Alas, Akin’s comments were not in isolation. They followed a year of explosive events and remarks involving Republican lawmakers and leaders—and the women they seek to “protect.” A one-man firing squad, Akin simply provided the exclamation point at the end of a Faulknerian paragraph of Republican offenses, from laws attempting to require transvaginal probes for women seeking abortion to promises to defund Planned Parenthood to Rush Limbaugh’s calling law student Sandra Fluke a “slut” when she testified about the need for insurance coverage for contraception. Agree or not with her argument, powerful men shouldn’t call young women sluts for attempting to participate in a grown-up debate about health care. Agree or not with a woman’s decision to end a pregnancy, elected officials shouldn’t parse the definition of rape as “legitimate” or otherwise.
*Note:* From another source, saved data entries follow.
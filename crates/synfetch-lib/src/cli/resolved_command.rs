use crate::cli::args::Command;
use crate::cli::params::{DownloadParams, InfoParams};
use crate::config::{Config, load_config};
use crate::download::DownloadOptions;
use crate::error::SynsetError;
use crate::wnid::Wnid;
use std::path::{Path, PathBuf};

#[derive(Debug, Clone)]
pub enum ResolvedCommand {
    Download(DownloadParams),
    Info(InfoParams),
}

fn resolve_root(root: Option<String>, app_config: &Config) -> Result<PathBuf, SynsetError> {
    match root.map(PathBuf::from).or_else(|| app_config.root.clone()) {
        Some(root) if root.as_os_str().is_empty() => Err(SynsetError::CliArgumentValidation {
            details: "Root directory must not be empty.".to_string(),
        }),
        Some(root) => Ok(root),
        None => Ok(std::env::current_dir()?),
    }
}

pub fn resolve_command(command: Command) -> Result<ResolvedCommand, SynsetError> {
    match command {
        Command::Download {
            config_path,
            wnid,
            root,
            limit,
            recursive,
            verbose,
        } => {
            let wnid = Wnid::parse(&wnid)?;
            let app_config = load_config(config_path.as_deref().map(Path::new))?;
            let root = resolve_root(root, &app_config)?;

            Ok(ResolvedCommand::Download(DownloadParams {
                app_config,
                root,
                wnid,
                recursive,
                options: DownloadOptions { limit, verbose },
            }))
        }
        Command::Info {
            config_path,
            wnid,
            root,
            recursive,
        } => {
            let wnid = Wnid::parse(&wnid)?;
            let app_config = load_config(config_path.as_deref().map(Path::new))?;
            let root = resolve_root(root, &app_config)?;

            Ok(ResolvedCommand::Info(InfoParams {
                app_config,
                root,
                wnid,
                recursive,
            }))
        }
    }
}

#[cfg(test)]
mod tests {
    use super::*;

    fn download_command(wnid: &str, root: Option<&str>, config_path: Option<String>) -> Command {
        Command::Download {
            config_path,
            wnid: wnid.to_string(),
            root: root.map(str::to_string),
            limit: 7,
            recursive: true,
            verbose: true,
        }
    }

    #[test]
    fn test_resolve_download_with_explicit_root() {
        let resolved = resolve_command(download_command("n01440764", Some("/data"), None)).unwrap();

        match resolved {
            ResolvedCommand::Download(params) => {
                assert_eq!(params.wnid.as_str(), "n01440764");
                assert_eq!(params.root, PathBuf::from("/data"));
                assert!(params.recursive);
                assert_eq!(
                    params.options,
                    DownloadOptions {
                        limit: 7,
                        verbose: true
                    }
                );
            }
            other => panic!("unexpected command: {other:?}"),
        }
    }

    #[test]
    fn test_resolve_rejects_invalid_wnid() {
        assert!(matches!(
            resolve_command(download_command("n1440764", Some("/data"), None)),
            Err(SynsetError::InvalidWnid { .. })
        ));
    }

    #[test]
    fn test_root_falls_back_to_config_then_cwd() {
        let dir = tempfile::tempdir().unwrap();
        let config_path = dir.path().join("synfetch.toml");
        std::fs::write(&config_path, "root = \"/from/config\"\n").unwrap();
        let config_path = config_path.to_str().unwrap().to_string();

        match resolve_command(download_command(
            "n01440764",
            None,
            Some(config_path.clone()),
        ))
        .unwrap()
        {
            ResolvedCommand::Download(params) => {
                assert_eq!(params.root, PathBuf::from("/from/config"))
            }
            other => panic!("unexpected command: {other:?}"),
        }

        // The command line wins over the config file.
        match resolve_command(download_command("n01440764", Some("/cli"), Some(config_path)))
            .unwrap()
        {
            ResolvedCommand::Download(params) => assert_eq!(params.root, PathBuf::from("/cli")),
            other => panic!("unexpected command: {other:?}"),
        }

        match resolve_command(download_command("n01440764", None, None)).unwrap() {
            ResolvedCommand::Download(params) => {
                assert_eq!(params.root, std::env::current_dir().unwrap())
            }
            other => panic!("unexpected command: {other:?}"),
        }
    }

    #[test]
    fn test_resolve_rejects_empty_root() {
        assert!(matches!(
            resolve_command(download_command("n01440764", Some(""), None)),
            Err(SynsetError::CliArgumentValidation { .. })
        ));
    }

    #[test]
    fn test_resolve_info() {
        let command = Command::Info {
            config_path: None,
            wnid: "n02084071".to_string(),
            root: Some("/data".to_string()),
            recursive: false,
        };

        match resolve_command(command).unwrap() {
            ResolvedCommand::Info(params) => {
                assert_eq!(params.wnid.as_str(), "n02084071");
                assert!(!params.recursive);
            }
            other => panic!("unexpected command: {other:?}"),
        }
    }
}
use synfetch_lib::cli::{ResolvedCommand, parse_args, resolve_command, run_download, run_info};
use synfetch_lib::error::SynsetError;

#[tokio::main(flavor = "multi_thread")]
async fn main() -> Result<(), SynsetError> {
    color_eyre::install()?;

    let args = parse_args();
    let command = resolve_command(args.command)?;

    match command {
        ResolvedCommand::Download(params) => {
            run_download(params).await?;
        }
        ResolvedCommand::Info(params) => run_info(params).await?,
    }

    Ok(())
}
use super::Config;
use crate::error::SynsetError;
use config::{Config as ConfigBuilder, Environment, Map};
use std::path::Path;

pub const ENV_PREFIX: &str = "SYNFETCH";

/// Layers built-in defaults, an optional config file and `SYNFETCH__*` environment variables.
pub fn load_config(config_path: Option<&Path>) -> Result<Config, SynsetError> {
    load_config_with_env(config_path, None)
}

/// `env` replaces the process environment as the source of `SYNFETCH__*` variables.
fn load_config_with_env(
    config_path: Option<&Path>,
    env: Option<Map<String, String>>,
) -> Result<Config, SynsetError> {
    let defaults = ConfigBuilder::try_from(&Config::default())?;
    let mut builder = ConfigBuilder::builder().add_source(defaults);

    if let Some(config_path) = config_path {
        builder = builder.add_source(config::File::from(config_path).required(true));
    }

    let config_builder = builder
        .add_source(
            Environment::with_prefix(ENV_PREFIX)
                .prefix_separator("__")
                .separator("__")
                .list_separator(",")
                .with_list_parse_key("download.unavailable_image_urls")
                .try_parsing(true)
                .source(env),
        )
        .build()?;

    config_builder.try_deserialize().map_err(Into::into)
}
For the record, the bill to redefine rape as “forcible” had 227 Republican cosponsors.
Reality Check
“77% of Americans believe birth control shouldn’t be part of the national political debate.”—Bloomberg National Poll
_____Conservative Donor Foster Friess:
‘Back in my day, they used Bayer aspirin for contraceptives. The Gals put it between their knees, and it wasn’t that costly.’—MSNBC
The cumulative effect of these episodes, combined with Democrats’ carefully crafted GOP “war on women” narrative, have boxed Republicans into a corner of stubborn self-defeat. Hackneyed and contrived as this “war” is, there’s a reason it has gained traction. “Because it’s true,” says Margaret Hoover, a leading voice in the young conservative movement, CNN contributor, gay-marriage advocate, and author of American Individualism—a call to arms for her great-grandfather Herbert Hoover’s rugged individualism tempered with a community spirit suitable for the millennial generation.
Opting for a vernacular expression of her frustration, Hoover queries: “What the (*#@%) is wrong? What has happened within the party infrastructure that has malfunctioned so desperately, so that this minority of representatives are in such positions of power that are so out of step with the majority of Republicans?”